*ABOUT THIS EXERCISE:* Show all lines from the data that include the word "ScriptedSource".

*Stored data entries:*
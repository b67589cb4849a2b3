//! Random sources for tile values and spawn positions.
//!
//! The rules only ever ask for "a uniform integer below `n`". Everything that
//! can answer that question implements [`TileSource`], so tests can script
//! the exact draws a game sees.

use rand::rngs::StdRng;
use rand::{Rng, SeedableRng};
use std::collections::VecDeque;
use tracing::{instrument, warn};

/// A source of uniformly distributed integers.
pub trait TileSource {
    /// Returns an integer drawn uniformly from `[0, bound)`.
    ///
    /// Callers always pass a positive `bound`.
    fn next_below(&mut self, bound: usize) -> usize;
}

impl<T: TileSource + ?Sized> TileSource for &mut T {
    fn next_below(&mut self, bound: usize) -> usize {
        (**self).next_below(bound)
    }
}

impl<T: TileSource + ?Sized> TileSource for Box<T> {
    fn next_below(&mut self, bound: usize) -> usize {
        (**self).next_below(bound)
    }
}

/// Pseudo-random source backed by a seedable generator.
#[derive(Debug, Clone)]
pub struct SeededSource {
    rng: StdRng,
}

impl SeededSource {
    /// Creates a reproducible source from a seed.
    #[instrument]
    pub fn new(seed: u64) -> Self {
        Self {
            rng: StdRng::seed_from_u64(seed),
        }
    }

    /// Creates a source seeded from the operating system.
    #[instrument]
    pub fn from_entropy() -> Self {
        Self {
            rng: StdRng::from_os_rng(),
        }
    }
}

impl TileSource for SeededSource {
    fn next_below(&mut self, bound: usize) -> usize {
        self.rng.random_range(0..bound)
    }
}

/// Source that replays a fixed script of draws.
///
/// Each draw is reduced modulo the requested bound. Once the script runs
/// out every draw returns 0.
#[derive(Debug, Clone, Default)]
pub struct ScriptedSource {
    script: VecDeque<usize>,
    drawn: usize,
}

impl ScriptedSource {
    /// Creates a source that returns `script` in order.
    pub fn new(script: impl IntoIterator<Item = usize>) -> Self {
        Self {
            script: script.into_iter().collect(),
            drawn: 0,
        }
    }

    /// Appends more draws to the end of the script.
    pub fn push(&mut self, draws: impl IntoIterator<Item = usize>) {
        self.script.extend(draws);
    }

    /// Number of draws taken so far.
    pub fn drawn(&self) -> usize {
        self.drawn
    }

    /// Number of scripted draws not yet taken.
    pub fn remaining(&self) -> usize {
        self.script.len()
    }
}

impl TileSource for ScriptedSource {
    fn next_below(&mut self, bound: usize) -> usize {
        self.drawn += 1;
        match self.script.pop_front() {
            Some(value) => value % bound,
            None => {
                warn!(drawn = self.drawn, bound, "Scripted source exhausted");
                0
            }
        }
    }
}

#[cfg(test)]
mod tests {
    use super::*;

    #[test]
    fn test_seeded_source_is_reproducible() {
        let mut a = SeededSource::new(42);
        let mut b = SeededSource::new(42);
        let xs: Vec<_> = (0..32).map(|_| a.next_below(10)).collect();
        let ys: Vec<_> = (0..32).map(|_| b.next_below(10)).collect();
        assert_eq!(xs, ys);
        assert!(xs.iter().all(|&x| x < 10));
    }

    #[test]
    fn test_scripted_source_wraps_and_exhausts() {
        let mut source = ScriptedSource::new([3, 12]);
        assert_eq!(source.next_below(10), 3);
        assert_eq!(source.next_below(10), 2);
        assert_eq!(source.next_below(10), 0);
        assert_eq!(source.drawn(), 3);
        assert_eq!(source.remaining(), 0);
    }

    #[test]
    fn test_mut_ref_delegates() {
        fn draw<S: TileSource>(mut source: S) -> usize {
            source.next_below(5)
        }

        let mut source = ScriptedSource::new([1, 2]);
        assert_eq!(draw(&mut source), 1);
        assert_eq!(source.next_below(5), 2);
    }
}
//! Scripted play: shifts, undos and commits read from a move list.

use std::str::FromStr;
use strictly_threes::{Board, BoardError, Direction, ShiftOutcome, TilePosition, TileSource};
use tracing::{info, instrument, warn};

/// One scripted action.
#[derive(Debug, Clone, Copy, PartialEq, Eq, derive_more::Display)]
pub enum Step {
    /// Shift in a direction.
    #[display("{}", _0)]
    Shift(Direction),
    /// Place the previewed tile.
    #[display("commit")]
    Commit,
    /// Revert the pending shift.
    #[display("undo")]
    Undo,
}

impl FromStr for Step {
    type Err = ReplayError;

    fn from_str(s: &str) -> Result<Self, Self::Err> {
        let s = s.trim();
        if s.eq_ignore_ascii_case("commit") || s.eq_ignore_ascii_case("c") {
            return Ok(Step::Commit);
        }
        if s.eq_ignore_ascii_case("undo") {
            return Ok(Step::Undo);
        }
        Direction::from_str(s)
            .map(Step::Shift)
            .map_err(|_| ReplayError::UnknownStep(s.to_string()))
    }
}

/// Parses a comma- or whitespace-separated step list.
#[instrument]
pub fn parse_steps(script: &str) -> Result<Vec<Step>, ReplayError> {
    script
        .split(|c: char| c == ',' || c.is_whitespace())
        .filter(|token| !token.is_empty())
        .map(Step::from_str)
        .collect()
}

/// What a step did to the board.
#[derive(Debug, Clone, PartialEq, Eq, derive_more::Display)]
pub enum StepOutcome {
    /// The shift moved this many tiles.
    #[display("{} tile(s) moved", _0)]
    Moved(usize),
    /// The shift moved nothing.
    #[display("nothing moved")]
    NoOp,
    /// The pending shift was reverted.
    #[display("undone")]
    Undone,
    /// There was no pending shift to revert.
    #[display("nothing to undo")]
    NothingToUndo,
    /// A tile was placed.
    #[display("placed {}", _0)]
    Committed(TilePosition),
    /// There was no pending shift to commit.
    #[display("nothing to commit")]
    NothingToCommit,
}

/// A step and its outcome.
#[derive(Debug, Clone, PartialEq, Eq)]
pub struct StepReport {
    /// 1-based position in the script.
    pub number: usize,
    /// The step applied.
    pub step: Step,
    /// What happened.
    pub outcome: StepOutcome,
}

impl std::fmt::Display for StepReport {
    fn fmt(&self, f: &mut std::fmt::Formatter<'_>) -> std::fmt::Result {
        write!(f, "{:>3}. {:<6} {}", self.number, self.step.to_string(), self.outcome)
    }
}

/// Error raised while replaying a script.
#[derive(Debug, Clone, PartialEq, Eq, derive_more::Display)]
pub enum ReplayError {
    /// A token is neither a direction nor `commit` / `undo`.
    #[display("Unknown step '{}'", _0)]
    UnknownStep(String),

    /// The board rejected a step.
    #[display("Step {} ({}) rejected: {}", number, step, source)]
    Rejected {
        /// 1-based position in the script.
        number: usize,
        /// The rejected step.
        step: Step,
        /// The board's error.
        source: BoardError,
    },
}

impl std::error::Error for ReplayError {
    fn source(&self) -> Option<&(dyn std::error::Error + 'static)> {
        match self {
            ReplayError::Rejected { source, .. } => Some(source),
            ReplayError::UnknownStep(_) => None,
        }
    }
}

/// Applies `steps` in order.
///
/// With `auto_commit`, every shift that moves a tile is followed by a
/// commit, reported as its own step. The first rejected step aborts the
/// replay.
#[instrument(skip(board, steps), fields(step_count = steps.len()))]
pub fn replay<S: TileSource>(
    board: &mut Board<S>,
    steps: &[Step],
    auto_commit: bool,
) -> Result<Vec<StepReport>, ReplayError> {
    let mut reports = Vec::new();

    for (i, &step) in steps.iter().enumerate() {
        let number = i + 1;
        let outcome = apply(board, step).map_err(|source| {
            warn!(number, %step, %source, "Replay aborted");
            ReplayError::Rejected {
                number,
                step,
                source,
            }
        })?;
        let moved = matches!(outcome, StepOutcome::Moved(_));
        reports.push(StepReport {
            number,
            step,
            outcome,
        });

        if auto_commit && moved {
            let outcome = apply(board, Step::Commit).map_err(|source| ReplayError::Rejected {
                number,
                step: Step::Commit,
                source,
            })?;
            reports.push(StepReport {
                number,
                step: Step::Commit,
                outcome,
            });
        }
    }

    info!(score = board.score(), "Replay finished");
    Ok(reports)
}

fn apply<S: TileSource>(board: &mut Board<S>, step: Step) -> Result<StepOutcome, BoardError> {
    Ok(match step {
        Step::Shift(direction) => match board.shift(direction)? {
            ShiftOutcome::Moved(moves) => StepOutcome::Moved(moves.len()),
            ShiftOutcome::NoOp => StepOutcome::NoOp,
        },
        Step::Undo => {
            if board.undo() {
                StepOutcome::Undone
            } else {
                StepOutcome::NothingToUndo
            }
        }
        Step::Commit => match board.commit_new_tile()? {
            Some(tile) => StepOutcome::Committed(tile),
            None => StepOutcome::NothingToCommit,
        },
    })
}
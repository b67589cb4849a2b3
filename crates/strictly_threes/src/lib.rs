//! Strictly Threes - pure game logic for a Threes-style sliding tile puzzle.
//!
//! A square grid of numbered tiles shifts one step at a time in one of four
//! directions. A 1 merges with a 2, and equal tiles of 3 or more merge into
//! their sum. After each shift the player either undoes it or commits a new
//! tile, which appears on the edge opposite the shift.
//!
//! # Architecture
//!
//! - **Rules** ([`rules`]): stateless merge, score, line shift and spawn rules
//! - **Board** ([`Board`]): grid, score, previewed tile and the turn protocol
//! - **Contracts & invariants**: pre/postconditions checked around transitions
//! - **Sources** ([`TileSource`]): injected randomness, seeded or scripted
//!
//! # Example
//!
//! ```
//! use strictly_threes::{Board, Direction, ShiftOutcome};
//!
//! # fn main() -> Result<(), strictly_threes::BoardError> {
//! let mut board = Board::seeded(4, 2024)?;
//! let direction = board.available_directions()[0];
//! if let ShiftOutcome::Moved(moves) = board.shift(direction)? {
//!     assert!(!moves.is_empty());
//!     let tile = board.commit_new_tile()?.expect("a shift is pending");
//!     assert_eq!(board.cell(tile.row, tile.col), Some(tile.value));
//! }
//! # Ok(())
//! # }
//! ```

#![warn(missing_docs)]
#![forbid(unsafe_code)]

mod action;
mod board;
mod contracts;
mod direction;
mod error;
mod grid;
mod invariants;
mod phases;
pub mod rules;
mod shared;
mod source;
mod state;
mod types;

// Crate-level exports - Domain types
pub use action::{LineMove, MergeOperands, Move, ShiftOutcome};
pub use direction::Direction;
pub use grid::Grid;
pub use types::{Cell, TilePosition};

// Crate-level exports - Board and turn protocol
pub use board::{Board, shift_grid};
pub use phases::{Resolution, TurnPhase};
pub use shared::SharedBoard;
pub use state::BoardState;

// Crate-level exports - Contracts and invariants
pub use contracts::{CommitContract, Contract, HasPendingShift, NoPendingShift, ShiftContract};
pub use invariants::{
    BoardInvariants, CanonicalTilesInvariant, Invariant, InvariantSet, InvariantViolation,
    NextTileInvariant, ScoreConsistentInvariant,
};

// Crate-level exports - Errors
pub use error::{BoardError, GridError, RuleError};

// Crate-level exports - Randomness
pub use source::{ScriptedSource, SeededSource, TileSource};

*RESPONSE BOX:*
pub struct ScriptedSource {
impl ScriptedSource {
impl TileSource for ScriptedSource {
        let mut source = ScriptedSource::new([3, 12]);
        let mut source = ScriptedSource::new([1, 2]);
pub use source::{ScriptedSource, SeededSource, TileSource};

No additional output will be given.